2. William Burroughs
Burroughs' dependence on heroin was known to all its connoisseurs. For almost the entire life of the author, heroin has been his indispensable companion. It is no coincidence that heroin is mentioned in almost all of his famous works, which distinguish the autobiographical echoes and thoughts of Burroughs about harmful human habits and experiments with drugs. There was a time in the 40s of the XX century, when the writer traded heroin. True, at the end of his life he resorted to substitution therapy and instead of heroin he already consumed methadone.
1. Fedor Dostoevsky
Dostoevsky himself openly recognized his love of gambling and claimed that this addiction frightened him.

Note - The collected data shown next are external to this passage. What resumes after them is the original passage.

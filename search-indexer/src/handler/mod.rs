//! Batch entrypoint: router, then tracker, then verdict.

use search_indexer_shared::ChangeRecord;
use tracing::{info, instrument};
use uuid::Uuid;

use crate::errors::IngestError;
use crate::processor::EventRouter;
use crate::tracker::{BatchReport, BatchTracker};

/// Handles one batch of change records.
#[derive(Clone)]
pub struct BatchHandler {
    router: EventRouter,
}

impl BatchHandler {
    pub fn new(router: EventRouter) -> Self {
        Self { router }
    }

    /// Fan the batch out and wait for every event to settle.
    #[instrument(skip(self, records), fields(batch_id = %Uuid::new_v4(), record_count = records.len()))]
    pub async fn process(&self, records: Vec<ChangeRecord>) -> BatchReport {
        let batch = self.router.dispatch(records);
        info!(
            dispatched = batch.operations.len(),
            skipped = batch.skipped,
            "Dispatched change records"
        );
        BatchTracker::settle(batch.operations, batch.skipped).await
    }

    /// Process the batch and return its verdict.
    ///
    /// `Ok` names the number of processed events; `Err(BatchFailed)` names the
    /// number that failed. Succeeded items are not rolled back either way.
    pub async fn handle_batch(&self, records: Vec<ChangeRecord>) -> Result<String, IngestError> {
        self.process(records).await.into_result()
    }
}
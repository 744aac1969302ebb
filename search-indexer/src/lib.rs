//! # Search Indexer
//!
//! Content search indexer - consumes change records from the content and
//! series tables and keeps the per-site search indexes in step with them.
//!
//! ## Architecture
//!
//! Each batch of change records flows through:
//!
//! 1. **Consumer**: Receives change-record batches from Kafka
//! 2. **Processor**: Routes each record to the pipeline for its content type
//! 3. **Loader**: Fetches the record, builds the document and writes or deletes it
//! 4. **Tracker**: Waits for every event of the batch and reduces them to a verdict
//! 5. **Orchestrator**: Acknowledges successful batches and rejects failed ones
//!
//! ## Modules
//!
//! - [`config`]: Settings and dependency initialization
//! - [`consumer`]: Kafka consumer for change records
//! - [`processor`]: Event router, transformer registry and document transformers
//! - [`loader`]: Per-content-type pipelines
//! - [`tracker`]: Batch completion tracking
//! - [`handler`]: Batch entrypoint
//! - [`orchestrator`]: Coordinates the ingest flow
//! - [`errors`]: Error types for the indexer

pub mod config;
pub mod consumer;
pub mod errors;
pub mod handler;
pub mod loader;
pub mod orchestrator;
pub mod processor;
pub mod tracker;

pub use config::Dependencies;
pub use errors::{IngestError, PipelineError};
pub use handler::BatchHandler;
pub use tracker::BatchReport;

use thiserror::Error;

/// Errors that can occur during indexer initialization or execution.
#[derive(Error, Debug)]
pub enum IndexingError {
    /// Configuration error.
    #[error("Configuration error: {0}")]
    ConfigError(String),

    /// Ingest error.
    #[error("Ingest error: {0}")]
    IngestError(#[from] IngestError),
}

impl IndexingError {
    /// Create a configuration error.
    pub fn config(msg: impl Into<String>) -> Self {
        Self::ConfigError(msg.into())
    }
}
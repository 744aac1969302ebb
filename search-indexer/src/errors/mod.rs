//! Error types for the search indexer ingest.

use content_api::ContentApiError;
use search_indexer_repository::SearchIndexError;
use thiserror::Error;

/// Errors that can occur in the search indexer ingest.
#[derive(Error, Debug)]
pub enum IngestError {
    /// Kafka-related error.
    #[error("Kafka error: {0}")]
    KafkaError(String),

    /// Error parsing or decoding data.
    #[error("Parse error: {0}")]
    ParseError(String),

    /// Channel communication error.
    #[error("Channel error: {0}")]
    ChannelError(String),

    /// At least one event of a batch failed.
    #[error("{failed} of {total} events failed")]
    BatchFailed { failed: usize, total: usize },

    /// The consumer stopped after a batch was rejected, leaving it uncommitted.
    #[error("Batch rejected: {0}")]
    BatchRejected(String),
}

impl IngestError {
    /// Create a Kafka error.
    pub fn kafka(msg: impl Into<String>) -> Self {
        Self::KafkaError(msg.into())
    }

    /// Create a parse error.
    pub fn parse(msg: impl Into<String>) -> Self {
        Self::ParseError(msg.into())
    }
}

impl From<rdkafka::error::KafkaError> for IngestError {
    fn from(err: rdkafka::error::KafkaError) -> Self {
        Self::KafkaError(err.to_string())
    }
}

/// Failure of a single event's pipeline.
///
/// These never abort a batch on their own; the router turns them into values
/// and the tracker counts them.
#[derive(Error, Debug)]
pub enum PipelineError {
    /// The record has neither image, or its site/id cannot be determined.
    #[error("Malformed event: {0}")]
    MalformedEvent(String),

    /// The authoritative record could not be fetched.
    #[error("Document build error: {0}")]
    DocumentBuild(#[from] ContentApiError),

    /// The search engine rejected the write or delete.
    #[error("Index error: {0}")]
    Index(#[from] SearchIndexError),
}

impl PipelineError {
    /// Create a malformed event error.
    pub fn malformed(msg: impl Into<String>) -> Self {
        Self::MalformedEvent(msg.into())
    }
}

#[cfg(test)]
mod tests {
    use super::*;

    #[test]
    fn test_batch_failed_names_failure_count() {
        let err = IngestError::BatchFailed {
            failed: 1,
            total: 2,
        };
        assert_eq!(err.to_string(), "1 of 2 events failed");
    }

    #[test]
    fn test_pipeline_error_conversions() {
        let err: PipelineError = ContentApiError::token("denied").into();
        assert!(matches!(err, PipelineError::DocumentBuild(_)));

        let err: PipelineError = SearchIndexError::index_write("rejected").into();
        assert!(matches!(err, PipelineError::Index(_)));
    }
}
//! Content transformers.
//!
//! A transformer maps one authoritative content record into the index document
//! for its content type. Transformers are pure: fetching the record is the
//! pipeline's job, driven by the registration's [`SourceMode`](super::SourceMode).

mod article;
mod audio;
mod event;
mod photo;
mod series;
mod video;

pub use article::ArticleTransformer;
pub use audio::AudioTransformer;
pub use event::EventTransformer;
pub use photo::PhotoTransformer;
pub use series::SeriesTransformer;
pub use video::VideoTransformer;

use search_indexer_shared::{ContentType, IndexDocument};
use serde_json::Value;

use crate::processor::fields;

/// Builds the index document for one content type.
pub trait ContentTransformer: Send + Sync {
    /// The content type this transformer produces documents for.
    fn content_type(&self) -> ContentType;

    /// Build the document from the record. The record ends up under `data`.
    fn build_document(&self, record: Value) -> IndexDocument;
}

/// Author of an article, audio or photo record.
///
/// `gist.author`, then a top-level `author`, then the first entry of `authors`.
fn author(record: &Value) -> Option<String> {
    fields::extract_optional_title(record.pointer("/gist/author"))
        .or_else(|| fields::extract_optional_title(record.get("author")))
        .or_else(|| {
            fields::extract_optional_title(
                record
                    .get("authors")
                    .and_then(Value::as_array)
                    .and_then(|authors| authors.first()),
            )
        })
}
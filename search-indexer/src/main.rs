//! Search Indexer Main Entry Point
//!
//! Consumes content change records from Kafka and indexes them into OpenSearch.

use dotenv::dotenv;
use search_indexer::{Dependencies, IndexingError};
use std::env;
use tracing::{error, info};
use tracing_subscriber::{layer::SubscriberExt, util::SubscriberInitExt, EnvFilter};

/// Initialize tracing/logging.
///
/// `LOG_FORMAT=json` switches to structured JSON lines for log shipping.
fn init_tracing() -> Result<(), IndexingError> {
    let filter = EnvFilter::try_from_default_env().unwrap_or_else(|_| {
        EnvFilter::new("search_indexer=info,search_indexer_repository=info,content_api=info")
    });

    let json_output = env::var("LOG_FORMAT")
        .map(|format| format.eq_ignore_ascii_case("json"))
        .unwrap_or(false);

    if json_output {
        tracing_subscriber::registry()
            .with(filter)
            .with(
                tracing_subscriber::fmt::layer()
                    .json()
                    .with_target(true)
                    .with_thread_ids(true),
            )
            .try_init()
            .map_err(|e| IndexingError::config(format!("Failed to initialize tracing: {}", e)))?;

        info!(
            service_name = "search-indexer",
            service_version = env!("CARGO_PKG_VERSION"),
            "Tracing initialized with JSON format"
        );
    } else {
        tracing_subscriber::registry()
            .with(filter)
            .with(tracing_subscriber::fmt::layer().with_target(true).pretty())
            .try_init()
            .map_err(|e| IndexingError::config(format!("Failed to initialize tracing: {}", e)))?;

        info!(
            service_name = "search-indexer",
            service_version = env!("CARGO_PKG_VERSION"),
            "Tracing initialized with console output"
        );
    }

    Ok(())
}

#[tokio::main]
async fn main() -> Result<(), IndexingError> {
    dotenv().ok();

    init_tracing()?;

    info!("Starting content search indexer");

    let mut deps = match Dependencies::new().await {
        Ok(deps) => {
            info!("Dependencies initialized successfully");
            deps
        }
        Err(e) => {
            error!(error = %e, "Failed to initialize dependencies");
            return Err(e);
        }
    };

    match deps.orchestrator.run().await {
        Ok(()) => {
            info!("Search indexer completed successfully");
            Ok(())
        }
        Err(e) => {
            error!(error = %e, "Search indexer failed");
            Err(e.into())
        }
    }
}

He began to play roulette in the mid-1860s, when he buried first his beloved wife, and then his brother. Loneliness led him to depression and large monetary debts. Roulette helped him to forget and escape from thoughts of his own misfortunes. Dependence threw him a lot of money problems, and there is a version that Dostoevsky was in a hurry to finish Crime and Punishment in order to pay off his game debts.